SUPPLIED MATERIAL Start Marker
use std::cmp::Ordering;

use crate::ast::{ArithmeticOp, CompareOp};

use super::error::RuntimeError;
use super::value::{format_number, Number, Value};

/// Comparisons yield the constants `"1"` and `"0"`.
pub fn compare(op: CompareOp, left: &Value, right: &Value) -> Result<Value, RuntimeError> {
    let result = match op {
        CompareOp::Equal => left.same_representation(right),
        CompareOp::NotEqual => !left.same_representation(right),
        _ => {
            let symbol = op.to_string();
            let a = left.to_declared_number(&symbol)?;
            let b = right.to_declared_number(&symbol)?;
            let ordering = match (a, b) {
                (Number::Int(x), Number::Int(y)) => Some(x.cmp(&y)),
                _ => a.as_f64().partial_cmp(&b.as_f64()),
            };
            match (op, ordering) {
                (_, None) => false,
                (CompareOp::Greater, Some(o)) => o == Ordering::Greater,
                (CompareOp::Less, Some(o)) => o == Ordering::Less,
                (CompareOp::GreaterEqual, Some(o)) => o != Ordering::Less,
                (CompareOp::LessEqual, Some(o)) => o != Ordering::Greater,
                (_, Some(_)) => false,
            }
        }
    };
    Ok(Value::bool(result))
}

/// `+` keeps integers integral; `-`, `*` and `/` produce constants.
pub fn arithmetic(op: ArithmeticOp, left: &Value, right: &Value) -> Result<Value, RuntimeError> {
    let symbol = op.to_string();
    if op == ArithmeticOp::Add {
        let a = left.to_declared_number(&symbol)?;
        let b = right.to_declared_number(&symbol)?;
        return Ok(match (a, b) {
            (Number::Int(x), Number::Int(y)) => match x.checked_add(y) {
                Some(sum) => Value::Int(sum),
                None => Value::Float(x as f64 + y as f64),
            },
            _ => Value::Float(a.as_f64() + b.as_f64()),
        });
    }

    let a = left.to_number(&symbol)?;
    let b = right.to_number(&symbol)?;
    let result = match op {
        ArithmeticOp::Subtract => a - b,
        ArithmeticOp::Multiply => a * b,
        // Division by zero follows IEEE: INF, -INF or NAN.
        ArithmeticOp::Divide => a / b,
        ArithmeticOp::Add => a + b,
    };
    Ok(Value::Const(format_number(result)))
}

pub fn negate(operand: &Value) -> Result<Value, RuntimeError> {
    let n = operand.to_number("-")?;
    Ok(Value::Const(format_number(-n)))
}

pub fn concat(left: &Value, right: &Value) -> Value {
    Value::Const(format!("{}{}", left, right))
}
//! Script test harness.
//!
//! A test script declares what it expects in a line comment:
//!
//! ```text
//! <? echo 'hi'; // assertEcho 'hi'
//! <? undefined(); // assertFail
//! ```
//!
//! Each script runs on a reset interpreter; its output (or failure) is
//! compared against the assertion.

use std::fmt;
use std::fs;
use std::io;
use std::path::Path;
use std::sync::OnceLock;

use regex::Regex;
use tracing::{debug, info};

use crate::driver::run_source;
use crate::runtime::{BufferedOutput, Interpreter};

#[derive(Debug, Clone, PartialEq, Eq)]
pub enum Assertion {
    /// The script must print exactly this.
    Echo(String),
    /// The script must fail to lex, parse or run.
    Fail,
}

fn assertion_pattern() -> Option<&'static Regex> {
    static PATTERN: OnceLock<Option<Regex>> = OnceLock::new();
    PATTERN
        .get_or_init(|| {
            Regex::new(
                r#"//\s*(?:assertEcho\s+(?:'(?P<single>[^']*)'|"(?P<double>[^"]*)")|(?P<fail>assertFail)\b)"#,
            )
            .ok()
        })
        .as_ref()
}

impl Assertion {
    /// The last assertion comment in `source`, if any.
    pub fn from_source(source: &str) -> Option<Self> {
        assertion_pattern()?
            .captures_iter(source)
            .last()
            .map(|caps| {
                if caps.name("fail").is_some() {
                    return Assertion::Fail;
                }
                let text = caps
                    .name("single")
                    .or_else(|| caps.name("double"))
                    .map_or("", |m| m.as_str());
                Assertion::Echo(text.to_string())
            })
    }
}

#[derive(Debug, Clone)]
pub struct TestCase {
    pub name: String,
    pub source: String,
}

impl TestCase {
    pub fn new(name: &str, source: &str) -> Self {
        Self {
            name: name.to_string(),
            source: source.to_string(),
        }
    }

    /// Named after the file stem.
    pub fn from_file(path: &Path) -> io::Result<Self> {
        let source = fs::read_to_string(path)?;
        let name = path
            .file_stem()
            .map(|stem| stem.to_string_lossy().to_string())
            .unwrap_or_else(|| path.to_string_lossy().to_string());
        Ok(Self { name, source })
    }
}

#[derive(Debug, Clone, PartialEq, Eq)]
pub enum Verdict {
    Passed,
    /// The script carries no assertion; it ran without being checked.
    Unchecked,
    Mismatch { expected: String, actual: String },
    /// Expected to fail but ran to completion.
    DidNotFail,
    /// Expected output, but the script failed.
    Errored { error: String },
}

#[derive(Debug, Clone)]
pub struct CaseReport {
    pub name: String,
    pub output: String,
    pub error: Option<String>,
    pub verdict: Verdict,
}

impl CaseReport {
    pub fn passed(&self) -> bool {
        matches!(self.verdict, Verdict::Passed | Verdict::Unchecked)
    }
}

impl fmt::Display for CaseReport {
    fn fmt(&self, f: &mut fmt::Formatter<'_>) -> fmt::Result {
        match &self.verdict {
            Verdict::Passed => write!(f, "\"{}\" passed.", self.name),
            Verdict::Unchecked => write!(f, "\"{}\" has no assertion.", self.name),
            Verdict::Mismatch { expected, actual } => write!(
                f,
                "\"{}\" failed assertion. Expected output: \"{}\". Actual output: \"{}\".",
                self.name, expected, actual
            ),
            Verdict::DidNotFail => write!(
                f,
                "\"{}\" failed assertion. Expected script to fail, but no exceptions were raised.",
                self.name
            ),
            Verdict::Errored { error } => {
                write!(f, "\"{}\" raised an error: {}", self.name, error)
            }
        }
    }
}

/// Runs test scripts one after another on a single interpreter that is reset
/// before each script.
#[derive(Default)]
pub struct Harness {
    interpreter: Interpreter<BufferedOutput>,
}

impl Harness {
    pub fn new() -> Self {
        Self::default()
    }

    pub fn run_case(&mut self, case: &TestCase) -> CaseReport {
        self.interpreter.reset();
        let assertion = Assertion::from_source(&case.source);
        let result = run_source(&mut self.interpreter, &case.source, &case.name);
        let output = self.interpreter.sink_mut().take();
        let error = result.err().map(|e| e.to_string());

        let verdict = match (assertion, &error) {
            (None, _) => Verdict::Unchecked,
            (Some(Assertion::Fail), Some(_)) => Verdict::Passed,
            (Some(Assertion::Fail), None) => Verdict::DidNotFail,
            (Some(Assertion::Echo(expected)), _) if expected != output => Verdict::Mismatch {
                expected,
                actual: output.clone(),
            },
            (Some(Assertion::Echo(_)), Some(error)) => Verdict::Errored {
                error: error.clone(),
            },
            (Some(Assertion::Echo(_)), None) => Verdict::Passed,
        };
        debug!(case = %case.name, ?verdict, "test case finished");

        CaseReport {
            name: case.name.clone(),
            output,
            error,
            verdict,
        }
    }

    pub fn run_all(&mut self, cases: &[TestCase]) -> Vec<CaseReport> {
        let reports: Vec<CaseReport> = cases.iter().map(|case| self.run_case(case)).collect();
        let failed = reports.iter().filter(|r| !r.passed()).count();
        info!(cases = reports.len(), failed, "testing done");
        reports
    }
}
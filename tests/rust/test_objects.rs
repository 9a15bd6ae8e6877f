//! Object tests — instantiation, constructors, visibility, reference counting

use phype::driver::{interpret, run_source};
use phype::runtime::{Interpreter, ObjectId, RuntimeError, Value, ValueKind, GLOBAL_SCOPE};
use phype::Error;
use pretty_assertions::assert_eq;

const COUNTER: &str = "class Counter {
    public $n = 1;
    function inc() { $this->n = $this->n + 1; echo $this->n; }
}";

const BOX: &str = "class Box { public $v = 0; public $child; }";

fn run(script: &str) -> String {
    interpret(&format!("<? {}", script)).unwrap()
}

fn run_err(script: &str) -> RuntimeError {
    match interpret(&format!("<? {}", script)).unwrap_err() {
        Error::Runtime(e) => e,
        other => panic!("expected runtime error, got {}", other),
    }
}

fn interp_after(script: &str) -> Interpreter {
    let mut interp = Interpreter::new();
    run_source(&mut interp, &format!("<? {}", script), "test.php").unwrap();
    interp
}

fn object(interp: &Interpreter, name: &str) -> ObjectId {
    match interp.state().resolve(name, Some(GLOBAL_SCOPE)).unwrap() {
        Value::Object(id) => id,
        other => panic!("${} is not an object: {:?}", name, other),
    }
}

// ── Instances ───────────────────────────────────────────────

#[test]
fn instances_are_independent() {
    let script = format!(
        "{} $a = new Counter(); $b = new Counter(); $a->inc(); $a->inc(); $b->inc(); echo $a->n;",
        COUNTER
    );
    assert_eq!(run(&script), "2323");
}

#[test]
fn echo_object() {
    assert_eq!(run(&format!("{} $b = new Box(); echo $b;", BOX)), "Object");
}

#[test]
fn attribute_initializers() {
    assert_eq!(
        run("class A { public $x = 2 * 3; public $s = 'a' . 'b'; public $e; } $a = new A(); echo $a->x, $a->s, '[', $a->e, ']';"),
        "6ab[]"
    );
}

#[test]
fn non_constant_initializer() {
    assert_eq!(
        run_err("$y = 1; class A { public $x = $y; } new A();"),
        RuntimeError::NonConstantAttributeInit { attribute: "x".into(), class: "A".into() }
    );
}

#[test]
fn unknown_class() {
    assert_eq!(run_err("new Nope();"), RuntimeError::ClassDefinitionNotFound { name: "Nope".into() });
}

#[test]
fn dynamic_class_and_method_names() {
    assert_eq!(
        run("class C { function get() { return 'got'; } } $c = 'C'; $o = new $c; $m = 'get'; echo $o->$m();"),
        "got"
    );
}

#[test]
fn class_redeclared() {
    assert_eq!(run_err("class A {} class A {}"), RuntimeError::ClassRedeclared { name: "A".into() });
}

#[test]
fn method_redeclared() {
    assert_eq!(
        run_err("class A { function m() {} function m() {} }"),
        RuntimeError::FunctionRedeclared { name: "A::m".into() }
    );
}

// ── Constructors ────────────────────────────────────────────

#[test]
fn construct_receives_arguments() {
    assert_eq!(
        run("class P { public $x; function __construct($x) { $this->x = $x; } } $p = new P(4); echo $p->x;"),
        "4"
    );
}

#[test]
fn class_named_constructor() {
    assert_eq!(
        run("class Q { public $v; function Q() { $this->v = 'q'; } } $q = new Q(); echo $q->v;"),
        "q"
    );
}

#[test]
fn construct_wins_over_class_named_method() {
    assert_eq!(
        run("class R { public $v; function R() { $this->v = 'old'; } function __construct() { $this->v = 'new'; } } $r = new R(); echo $r->v;"),
        "new"
    );
}

#[test]
fn constructor_arity() {
    assert_eq!(
        run_err("class P { function __construct($x) {} } $p = new P();"),
        RuntimeError::ArgumentCountMismatch { function: "P::__construct".into(), expected: 1, found: 0 }
    );
}

#[test]
fn constructor_passing_this_keeps_object_alive() {
    let interp = interp_after(
        "function touch($o) { return 1; }
         class T { public $v = 'alive'; function __construct() { touch($this); } }
         $t = new T();",
    );
    let t = object(&interp, "t");
    assert_eq!(interp.state().references(t), Some(1));
    assert_eq!(interp.state().read_attribute(t, "v").unwrap(), Value::str("alive"));
}

// ── Methods ─────────────────────────────────────────────────

#[test]
fn method_chaining_through_this() {
    let script = "class B { public $n = 0; function add($k) { $this->n = $this->n + $k; return $this; } }
                  $b = new B(); echo $b->add(2)->add(3)->n;";
    assert_eq!(run(script), "5");
    let interp = interp_after(script);
    assert_eq!(interp.state().references(object(&interp, "b")), Some(1));
}

#[test]
fn free_call_inside_method_finds_free_function() {
    assert_eq!(
        run("function helper() { return 'h'; } class A { function helper() { return 'm'; } function go() { return helper(); } } $a = new A(); echo $a->go();"),
        "h"
    );
}

#[test]
fn method_not_found() {
    assert_eq!(
        run_err("class A {} $a = new A(); $a->nope();"),
        RuntimeError::MethodNotFound { class: "A".into(), name: "nope".into() }
    );
}

#[test]
fn invocation_on_non_object() {
    assert_eq!(
        run_err("$x = 1; $x->m();"),
        RuntimeError::InvocationTargetInvalid { found: "Int".into() }
    );
    assert!(matches!(run_err("$this->m();"), RuntimeError::InvocationTargetInvalid { .. }));
}

#[test]
fn fetch_on_non_object() {
    assert_eq!(run_err("$x = 'a'; echo $x->v;"), RuntimeError::FetchTargetInvalid);
    assert_eq!(run_err("echo $this->v;"), RuntimeError::FetchTargetInvalid);
}

#[test]
fn this_cannot_be_reassigned_in_method() {
    assert_eq!(
        run_err("class A { function m() { $this = 1; } } $a = new A(); $a->m();"),
        RuntimeError::ThisRedeclaration
    );
}

#[test]
fn method_locals_are_isolated() {
    assert_eq!(
        run_err("class A { function m() { $tmp = 1; } } $a = new A(); $a->m(); echo $tmp;"),
        RuntimeError::VariableNotFound { name: "tmp".into() }
    );
}

// ── Visibility ──────────────────────────────────────────────

#[test]
fn private_attribute_outside_class() {
    assert_eq!(
        run_err("class A { private $s = 1; } $a = new A(); echo $a->s;"),
        RuntimeError::MemberNotVisible { member: "s".into() }
    );
}

#[test]
fn private_attribute_inside_class() {
    assert_eq!(
        run("class A { private $s = 1; function get() { return $this->s; } } $a = new A(); echo $a->get();"),
        "1"
    );
}

#[test]
fn private_member_of_other_instance_same_class() {
    assert_eq!(
        run("class A { private $s = 7; function peek($other) { return $other->s; } } $a = new A(); $b = new A(); echo $a->peek($b);"),
        "7"
    );
}

#[test]
fn private_method_outside_class() {
    assert_eq!(
        run_err("class A { private function hidden() {} } $a = new A(); $a->hidden();"),
        RuntimeError::MemberNotVisible { member: "hidden".into() }
    );
}

#[test]
fn private_member_from_other_class() {
    assert_eq!(
        run_err("class A { private $s = 1; } class B { function poke($a) { return $a->s; } } $b = new B(); echo $b->poke(new A());"),
        RuntimeError::MemberNotVisible { member: "s".into() }
    );
}

#[test]
fn protected_member_from_outside() {
    assert_eq!(
        run_err("class A { protected $p = 1; } $a = new A(); echo $a->p;"),
        RuntimeError::InheritanceUnsupported {
            invoker: GLOBAL_SCOPE.into(),
            class: "A".into(),
            member: "p".into(),
        }
    );
}

#[test]
fn protected_member_from_other_class() {
    let expected = RuntimeError::InheritanceUnsupported {
        invoker: "B".into(),
        class: "A".into(),
        member: "p".into(),
    };
    assert_eq!(
        run_err("class A { protected $p = 1; } class B { function peek($a) { return $a->p; } } $b = new B(); echo $b->peek(new A());"),
        expected
    );
    assert_eq!(
        run_err("class A { protected function p() {} } class B { function poke($a) { return $a->p(); } } $b = new B(); $b->poke(new A());"),
        expected
    );
}

#[test]
fn protected_member_from_same_class() {
    assert_eq!(
        run("class A { protected $p = 'p'; function get() { return $this->p; } } $a = new A(); echo $a->get();"),
        "p"
    );
}

#[test]
fn undeclared_attribute() {
    assert_eq!(
        run_err("class A {} $a = new A(); $a->x = 1;"),
        RuntimeError::MemberNotVisible { member: "x".into() }
    );
}

// ── Reference counting ──────────────────────────────────────

#[test]
fn shared_handle_sees_mutations() {
    assert_eq!(run(&format!("{} $a = new Box(); $b = $a; $b->v = 5; echo $a->v;", BOX)), "5");
}

#[test]
fn count_matches_bindings() {
    let interp = interp_after(&format!("{} $a = new Box(); $b = $a; $c = $b;", BOX));
    assert_eq!(interp.state().references(object(&interp, "a")), Some(3));
}

#[test]
fn self_assignment_keeps_count() {
    let interp = interp_after(&format!("{} $a = new Box(); $a = $a;", BOX));
    assert_eq!(interp.state().references(object(&interp, "a")), Some(1));
    assert_eq!(interp.state().live_objects(), 1);
}

#[test]
fn reassigning_last_binding_reclaims_object() {
    let interp = interp_after(&format!("{} $a = new Box(); $a = 1;", BOX));
    assert_eq!(interp.state().live_objects(), 0);
    // Only $a itself is left in storage; the attribute slots are gone.
    assert_eq!(interp.state().stored_values(), 1);
}

#[test]
fn leaving_scope_reclaims_object() {
    let interp = interp_after(&format!("{} function f() {{ $o = new Box(); }} f();", BOX));
    assert_eq!(interp.state().live_objects(), 0);
}

#[test]
fn returned_object_survives_call() {
    let script = format!(
        "{} function make() {{ $o = new Box(); $o->v = 3; return $o; }} $x = make(); echo $x->v;",
        BOX
    );
    assert_eq!(run(&script), "3");
    let interp = interp_after(&script);
    assert_eq!(interp.state().references(object(&interp, "x")), Some(1));
    assert_eq!(interp.state().live_objects(), 1);
}

#[test]
fn unused_temporaries_are_reclaimed() {
    let interp = interp_after(&format!(
        "{} function make() {{ return new Box(); }} make(); new Box(); echo new Box(); echo make()->v;",
        BOX
    ));
    assert_eq!(interp.state().live_objects(), 0);
    assert_eq!(interp.output(), "Object0");
}

#[test]
fn temporaries_in_conditions_are_reclaimed() {
    let interp = interp_after(&format!(
        "{} function make() {{ return new Box(); }}
         if (make()) {{ echo 'y'; }}
         if (make()) {{ echo 'y'; }} else {{ echo 'n'; }}
         $i = 0; while (make()) {{ $i = $i + 1; if ($i == 2) return; }}",
        BOX
    ));
    assert_eq!(interp.state().live_objects(), 0);
    assert_eq!(interp.output(), "yy");
}

#[test]
fn temporaries_in_operators_are_reclaimed() {
    let interp = interp_after(&format!(
        "{} function make() {{ return new Box(); }}
         echo 'a' . make(); echo make() == make(); $s = make() . '!';",
        BOX
    ));
    assert_eq!(interp.state().live_objects(), 0);
    assert_eq!(interp.output(), "aObject0");
    assert_eq!(
        run_err("function make() { return new Box(); } class Box {} $n = 1 + make();"),
        RuntimeError::UnsupportedOperand { op: "+".into(), found: ValueKind::Object }
    );
}

#[test]
fn write_through_temporary_receiver() {
    let interp = interp_after(&format!("{} (new Box())->v = 1;", BOX));
    assert_eq!(interp.state().live_objects(), 0);

    let interp = interp_after(&format!("{} $c = new Box(); (new Box())->child = $c;", BOX));
    assert_eq!(interp.state().live_objects(), 1);
    assert_eq!(interp.state().references(object(&interp, "c")), Some(1));
}

#[test]
fn failed_argument_releases_earlier_arguments() {
    let interp = interp_after(&format!(
        "{} function f($o, $n) {{ return $n; }} $x = f(new Box(), $x); echo $x;",
        BOX
    ));
    assert_eq!(interp.state().live_objects(), 0);
    assert_eq!(interp.output(), "0");
}

#[test]
fn failed_construction_is_reclaimed() {
    let interp = interp_after(
        "class P { public $v; function __construct($v) { $this->v = $v; } } $x = new P($x); echo $x->v;",
    );
    assert_eq!(interp.state().live_objects(), 1);
    assert_eq!(interp.state().references(object(&interp, "x")), Some(1));
    assert_eq!(interp.output(), "0");
}

#[test]
fn top_level_return_value_is_reclaimed() {
    let interp = interp_after(&format!("{} return new Box();", BOX));
    assert_eq!(interp.state().live_objects(), 0);
}

#[test]
fn attribute_release_cascades() {
    let interp = interp_after(&format!("{} $a = new Box(); $a->child = new Box(); $a = 0;", BOX));
    assert_eq!(interp.state().live_objects(), 0);
}

#[test]
fn shared_child_outlives_parent() {
    let interp = interp_after(&format!(
        "{} $c = new Box(); $a = new Box(); $a->child = $c; $a = 0;",
        BOX
    ));
    assert_eq!(interp.state().live_objects(), 1);
    assert_eq!(interp.state().references(object(&interp, "c")), Some(1));
}

#[test]
fn array_cells_hold_references() {
    let interp = interp_after(&format!("{} $o = new Box(); $arr[0] = $o; $copy = $arr;", BOX));
    assert_eq!(interp.state().references(object(&interp, "o")), Some(3));

    let interp = interp_after(&format!("{} $o = new Box(); $arr[0] = $o; $arr[0] = 1; $o = 1;", BOX));
    assert_eq!(interp.state().live_objects(), 0);
}

#[test]
fn parameters_release_on_return() {
    let interp = interp_after(&format!("{} function keep($o) {{ $also = $o; }} $b = new Box(); keep($b);", BOX));
    assert_eq!(interp.state().references(object(&interp, "b")), Some(1));
}

#[test]
fn cycles_are_not_collected() {
    let interp = interp_after(&format!("{} $a = new Box(); $a->child = $a; $a = 0;", BOX));
    assert_eq!(interp.state().live_objects(), 1);
}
SUPPLIED MATERIAL End Marker
■ ASSIGNMENT ■
Search the data above for the word "double" and show every line that has it.

■ OUTPUT BELOW ■
                r#"//\s*(?:assertEcho\s+(?:'(?P<single>[^']*)'|"(?P<double>[^"]*)")|(?P<fail>assertFail)\b)"#,
                    .or_else(|| caps.name("double"))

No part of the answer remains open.